Last week we were hoping that when the new chief came on, there would be more surgeries. But actually, it takes a week or two for him to generate patients in (at least semi-)need of surgery. So this week is also slow. (Note to self, don’t look for action in the OR at the end of the school year.) Tomorrow, not only are there no morning surgeries (and nothing in the afternoon but breast biopsies), but no clinic even. So we will start rounding at the unheard-of hour of 7am. The residents, of course, are tickled. We students are rather disappointed. But, that will at least set me loose to latch on to any of the private surgeons I care to try, without worrying about the residents’ schedule.

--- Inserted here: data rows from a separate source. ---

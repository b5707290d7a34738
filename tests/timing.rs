//! Timestamp arithmetic, shot planning and keyframe cadence tests.

use snapsheet::conversion::{format_timestamp, ratio, rescale, resolve_ratio};
use snapsheet::frame_ring::best_fit;
use snapsheet::plan::{shots_for_step, step_for_shots};
use snapsheet::strategy::select;
use snapsheet::{
    DecodedFrameRecord, FrameRing, KeyframeCadence, Seekability, ShotLayout, SnapOptions, SnapPlan,
    SnapPlanner, Strategy, StrategyMode, TimeBase,
};

// ── TimeBase ───────────────────────────────────────────────────────

#[test]
fn mpeg_clock_converts_both_ways() {
    let time_base = TimeBase::new(1, 90_000);
    assert_eq!(time_base.from_millis(1_000), 90_000);
    assert_eq!(time_base.to_millis(90_000), 1_000);
    assert_eq!(time_base.to_system(90_000), 1_000_000);
    assert_eq!(time_base.from_system(1_000_000), 90_000);
    assert_eq!(time_base.ticks_per_milli(), 90);
}

#[test]
fn fine_time_base_round_trips_exactly() {
    let time_base = TimeBase::new(1, 90_000);
    for millis in [0, 1, 40, 999, 123_456, 3_600_000] {
        assert_eq!(time_base.to_millis(time_base.from_millis(millis)), millis);
    }
}

#[test]
fn coarse_time_base_round_trips_within_one_unit() {
    let frames = TimeBase::new(1, 25);
    let unit = frames.to_millis(1);
    assert_eq!(unit, 40);
    for millis in (0..2_000).step_by(7) {
        let back = frames.to_millis(frames.from_millis(millis));
        assert!(
            (back - millis).abs() <= unit,
            "{millis} ms came back as {back} ms"
        );
    }
}

#[test]
fn rescale_rounds_half_away_from_zero() {
    assert_eq!(rescale(3, 1, 2), 2);
    assert_eq!(rescale(-3, 1, 2), -2);
    assert_eq!(rescale(1, 1, 3), 0);
    assert_eq!(rescale(2, 1, 3), 1);
}

#[test]
fn rescale_saturates() {
    assert_eq!(rescale(i64::MAX, 2, 1), i64::MAX);
    assert_eq!(rescale(i64::MIN, 2, 1), i64::MIN);
}

#[test]
#[should_panic]
fn zero_time_base_is_rejected() {
    let _ = TimeBase::new(0, 1);
}

#[test]
fn timestamps_format_as_clock_time() {
    assert_eq!(format_timestamp(3_723_456, true), "1:02:03,456");
    assert_eq!(format_timestamp(59_999, false), "0:00:59");
    assert_eq!(format_timestamp(-5, false), "0:00:00");
}

#[test]
fn ratio_values_resolve_against_reference() {
    assert_eq!(resolve_ratio(ratio(25), 200), 50);
    assert_eq!(resolve_ratio(8, 200), 8);
    assert_eq!(resolve_ratio(-3, 200), 0);
}

// ── ShotLayout ─────────────────────────────────────────────────────

#[test]
fn grid_spreads_shots_evenly() {
    let layout = ShotLayout::resolve(&SnapOptions::new().with_grid(2, 3), 70_000);
    assert_eq!(layout.shots, 6);
    assert_eq!(layout.step_ms, 10_000);
    assert!(!layout.is_keyframe_rip());
}

#[test]
fn grid_rows_follow_time_step() {
    let options = SnapOptions::new().with_grid(4, 0).with_time_step(10_000);
    let layout = ShotLayout::resolve(&options, 60_000);
    assert_eq!(layout.shots, 5);
    assert_eq!(layout.rows, 2);
    assert_eq!(layout.step_ms, 10_000);
}

#[test]
fn separate_shots_use_rows_as_count() {
    let layout = ShotLayout::resolve(&SnapOptions::new().with_separate(5), 60_000);
    assert_eq!(layout.columns, 0);
    assert_eq!(layout.shots, 5);
    assert_eq!(layout.step_ms, 10_000);
}

#[test]
fn first_and_last_frames_widen_the_step() {
    assert_eq!(step_for_shots(60_000, 5, true, true), 15_000);
    assert_eq!(step_for_shots(60_000, 5, false, false), 10_000);
    assert_eq!(shots_for_step(60_000, 15_000, true, true), 5);
    assert_eq!(shots_for_step(60_000, 0, true, true), 0);
}

#[test]
fn negative_step_means_keyframe_rip() {
    let layout = ShotLayout::resolve(&SnapOptions::new().with_time_step(-1), 60_000);
    assert!(layout.is_keyframe_rip());
    assert_eq!(layout.shots, 0);
}

#[test]
fn derived_steps_never_rip_keyframes() {
    let options = SnapOptions::new().with_grid(4, 4).with_range(59_990, None);
    let layout = ShotLayout::resolve(&options, 10);
    assert_eq!(layout.shots, 16);
    assert_eq!(layout.step_ms, 1);
    assert!(!layout.is_keyframe_rip());
    assert_eq!(
        select(StrategyMode::Auto, &layout, Seekability::Free),
        Strategy::Skim
    );

    let past_the_end = ShotLayout::resolve(&options, -30);
    assert_eq!(past_the_end.step_ms, 1);
    assert!(!past_the_end.is_keyframe_rip());
}

// ── SnapPlanner / SnapPlan ─────────────────────────────────────────

#[test]
fn plan_is_strictly_increasing_and_inside_the_range() {
    let time_base = TimeBase::new(1, 90_000);
    for (columns, rows, duration) in [(4, 4, 60_000), (5, 7, 3_600_000), (3, 1, 1_000)] {
        let options = SnapOptions::new().with_grid(columns, rows);
        let layout = ShotLayout::resolve(&options, duration);
        let planner = SnapPlanner::new(&layout, &options, duration);
        let plan = SnapPlan::single(&planner, time_base, 0, duration);

        assert_eq!(plan.len(), (columns * rows) as usize);
        for pair in plan.points().windows(2) {
            assert!(pair[0].millis < pair[1].millis);
            assert!(pair[0].timestamp < pair[1].timestamp);
            assert_eq!(pair[0].slot + 1, pair[1].slot);
        }
        assert!(plan.points().iter().all(|point| point.millis <= duration));
    }
}

#[test]
fn plan_includes_both_ends_when_asked() {
    let options = SnapOptions::new()
        .with_grid(5, 1)
        .with_first_frame(true)
        .with_last_frame(true);
    let layout = ShotLayout::resolve(&options, 60_000);
    let planner = SnapPlanner::new(&layout, &options, 60_000);
    let plan = SnapPlan::single(&planner, TimeBase::MILLISECONDS, 0, 60_000);
    let millis: Vec<i64> = plan.points().iter().map(|point| point.millis).collect();
    assert_eq!(millis, vec![0, 15_000, 30_000, 45_000, 60_000]);
}

#[test]
fn plan_honours_time_range_and_start_bias() {
    let options = SnapOptions::new()
        .with_grid(3, 1)
        .with_range(10_000, Some(40_000));
    let layout = ShotLayout::resolve(&options, 30_000);
    assert_eq!(layout.step_ms, 7_500);

    let planner = SnapPlanner::new(&layout, &options, 60_000);
    assert_eq!(planner.range_end_ms(), 40_000);
    let plan = SnapPlan::single(&planner, TimeBase::new(1, 90_000), 900, 60_000);
    let points = plan.points();
    assert_eq!(points.len(), 3);
    assert_eq!(points[0].millis, 17_500);
    assert_eq!(points[0].timestamp, 17_500 * 90 + 900);
    assert_eq!(points[2].millis, 32_500);
}

#[test]
fn bound_files_split_points_at_their_boundaries() {
    let options = SnapOptions::new().with_separate(0).with_time_step(10_000);
    let layout = ShotLayout::resolve(&options, 60_000);
    let planner = SnapPlanner::new(&layout, &options, 60_000);
    let time_base = TimeBase::new(1, 90_000);

    let first = SnapPlan::for_file(&planner, time_base, 0, 0, 30_000);
    let second = SnapPlan::for_file(&planner, time_base, 0, 30_000, 30_000);

    let first_ms: Vec<i64> = first.points().iter().map(|point| point.millis).collect();
    let second_ms: Vec<i64> = second.points().iter().map(|point| point.millis).collect();
    assert_eq!(first_ms, vec![10_000, 20_000, 30_000]);
    assert_eq!(second_ms, vec![40_000, 50_000]);
    assert_eq!(second.points()[0].timestamp, 10_000 * 90);
    assert_eq!(second.points()[0].slot, 3);
}

#[test]
fn plan_cursor_tracks_taken_and_skipped_points() {
    let options = SnapOptions::new().with_grid(3, 1);
    let layout = ShotLayout::resolve(&options, 40_000);
    let planner = SnapPlanner::new(&layout, &options, 40_000);
    let mut plan = SnapPlan::single(&planner, TimeBase::MILLISECONDS, 0, 40_000);

    plan.complete();
    plan.skip();
    assert_eq!(plan.cursor(), 2);
    assert_eq!(plan.taken(), 1);
    assert!(!plan.is_exhausted());
    plan.complete();
    plan.complete();
    assert!(plan.is_exhausted());
    assert_eq!(plan.taken(), 2);

    plan.set_hint(1, 4_000);
    assert_eq!(plan.hint(1), Some(4_000));
    assert_eq!(plan.hint(7), None);
}

// ── KeyframeCadence ────────────────────────────────────────────────

#[test]
fn cadence_max_gap_never_shrinks() {
    let mut cadence = KeyframeCadence::new();
    let mut previous = 0;
    for dts in [0, 2_000, 4_000, 7_000, 8_000, 9_000] {
        cadence.credit(dts);
        assert!(cadence.max_gap() >= previous);
        previous = cadence.max_gap();
    }
    assert_eq!(cadence.max_gap(), 3_000);
    assert_eq!(cadence.total_count(), 6);
    assert_eq!(cadence.average_gap(), Some(1_800));
}

#[test]
fn cadence_reset_clears_window_only() {
    let mut cadence = KeyframeCadence::new();
    for dts in [0, 2_000, 4_000, 7_000] {
        cadence.credit(dts);
    }
    cadence.reset();
    assert_eq!(cadence.window_count(), 0);
    assert_eq!(cadence.window_max_gap(), 0);
    assert_eq!(cadence.first_dts(), None);
    assert_eq!(cadence.max_gap(), 3_000);

    // The first keyframe after a reset opens a window without a gap.
    cadence.credit(100_000);
    assert_eq!(cadence.window_max_gap(), 0);
    assert_eq!(cadence.max_gap(), 3_000);
    assert_eq!(cadence.last_dts(), Some(100_000));
}

#[test]
fn cadence_distance_is_raw_until_a_gap_is_known() {
    let mut cadence = KeyframeCadence::new();
    assert_eq!(cadence.distance_in_gaps(0, 9_000), 9_000);
    cadence.credit(0);
    cadence.credit(3_000);
    assert_eq!(cadence.distance_in_gaps(0, 9_000), 3);
    assert_eq!(cadence.distance_in_gaps(9_000, 0), 3);
}

// ── FrameRing ──────────────────────────────────────────────────────

fn record(timestamp: i64) -> DecodedFrameRecord<i64> {
    DecodedFrameRecord {
        picture: timestamp,
        timestamp,
        position: None,
        is_keyframe: false,
        packets_since_key: 0,
        bytes_since_key: 0,
    }
}

#[test]
fn best_fit_prefers_the_nearest_valid_candidate() {
    assert_eq!(best_fit(100, 90, 130), Some(0));
    assert_eq!(best_fit(100, 60, 120), Some(1));
    assert_eq!(best_fit(100, 90, 110), Some(0));
    assert_eq!(best_fit(100, -1, 500), Some(1));
    assert_eq!(best_fit(100, 500, -1), Some(0));
    assert_eq!(best_fit(100, -1, -1), None);
}

#[test]
fn ring_keeps_the_two_latest_frames() {
    let mut ring = FrameRing::new();
    assert!(ring.is_empty());
    assert!(ring.nearest_to(10).is_none());

    ring.push(record(0));
    ring.push(record(40));
    ring.push(record(80));
    assert_eq!(ring.len(), 2);
    assert_eq!(ring.latest().map(|r| r.timestamp), Some(80));
    assert_eq!(ring.nearest_to(50).map(|r| r.timestamp), Some(40));
    assert_eq!(ring.nearest_to(0).map(|r| r.timestamp), Some(40));

    ring.clear();
    assert!(ring.latest().is_none());
}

This morning we attempted to do a laparoscopic removal of a kidney from a man with polycystic kidney disease. Almost the only things visible on his CT scan were his huge, lobulated kidneys, stretching from the liver to the pelvic brim. (And don’t ask me what gave the attending the idea he could get that out laparoscopically; I think he was counting on the “possible conversion to open” part of the consent form.) He has no other medical problems, but for some reason became irrefractably hypotensive after anesthesia induction. So after spending more than two hours putting in a central line, positioning him, starting the laparoscopy, pushing tons of epi and dopamine, and even having one of the anesthesiologists do an intra-operative echocardiogram. So he was closed up without anything happening, and sent to the ICU for further consideration. This afternoon we did a laparoscopic ventral/incisional hernia repair. The attending and new chief generously let me hold the camera some of the time, even though I think it’s more fun for them to play “video games” when holding two pieces of the equipment. The patient was a very pleasant 70-yr old lady, who even woke up smiling – which is some feat.

Apparently, last Friday – while we were taking that impossible quiz – the OB service consulted surgery for a woman with severe abdominal pain, and fetal distress. The two teams did a stat Csection, and found ruptured appendicitis. Now, I ask you, why did that have to happen while I was in class??